** AVAILABLE DATA follows **

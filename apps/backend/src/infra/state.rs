use crate::config::db::{DbKind, RuntimeEnv};
use crate::error::AppError;
use crate::infra::db::bootstrap_db;
use crate::state::app_state::AppState;
use crate::state::security_config::SecurityConfig;

/// Builder for creating AppState instances (used in both tests and main)
pub struct StateBuilder {
    security_config: SecurityConfig,
    env: RuntimeEnv,
    db_kind: Option<DbKind>,
}

impl StateBuilder {
    pub fn new() -> Self {
        Self {
            security_config: SecurityConfig::default(),
            env: RuntimeEnv::Prod,
            db_kind: None,
        }
    }

    pub fn with_env(mut self, env: RuntimeEnv) -> Self {
        self.env = env;
        self
    }

    pub fn with_db(mut self, kind: DbKind) -> Self {
        self.db_kind = Some(kind);
        self
    }

    pub fn with_security(mut self, security_config: SecurityConfig) -> Self {
        self.security_config = security_config;
        self
    }

    pub async fn build(self) -> Result<AppState, AppError> {
        match self.db_kind {
            // single entrypoint: connect + migrate
            Some(kind) => {
                let conn = bootstrap_db(self.env, kind).await?;
                Ok(AppState::new(conn, self.security_config))
            }
            None => Ok(AppState::new_without_db(self.security_config)),
        }
    }
}

impl Default for StateBuilder {
    fn default() -> Self {
        Self::new()
    }
}

pub fn build_state() -> StateBuilder {
    StateBuilder::new()
}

** End of AVAILABLE DATA **

◆ EXERCISE DESCRIPTION
Each entry above is to be transcribed without alteration.

◆ TASK OUTPUT
filename apps/backend/src/infra/state.rs
use crate::config::db::{DbKind, RuntimeEnv};
use crate::error::AppError;
use crate::infra::db::bootstrap_db;
use crate::state::app_state::AppState;
use crate::state::security_config::SecurityConfig;

/// Builder for creating AppState instances (used in both tests and main)
pub struct StateBuilder {
    security_config: SecurityConfig,
    env: RuntimeEnv,
    db_kind: Option<DbKind>,
}

impl StateBuilder {
    pub fn new() -> Self {
        Self {
            security_config: SecurityConfig::default(),
            env: RuntimeEnv::Prod,
            db_kind: None,
        }
    }

    pub fn with_env(mut self, env: RuntimeEnv) -> Self {
        self.env = env;
        self
    }

    pub fn with_db(mut self, kind: DbKind) -> Self {
        self.db_kind = Some(kind);
        self
    }

    pub fn with_security(mut self, security_config: SecurityConfig) -> Self {
        self.security_config = security_config;
        self
    }

    pub async fn build(self) -> Result<AppState, AppError> {
        match self.db_kind {
            // single entrypoint: connect + migrate
            Some(kind) => {
                let conn = bootstrap_db(self.env, kind).await?;
                Ok(AppState::new(conn, self.security_config))
            }
            None => Ok(AppState::new_without_db(self.security_config)),
        }
    }
}

impl Default for StateBuilder {
    fn default() -> Self {
        Self::new()
    }
}

pub fn build_state() -> StateBuilder {
    StateBuilder::new()
}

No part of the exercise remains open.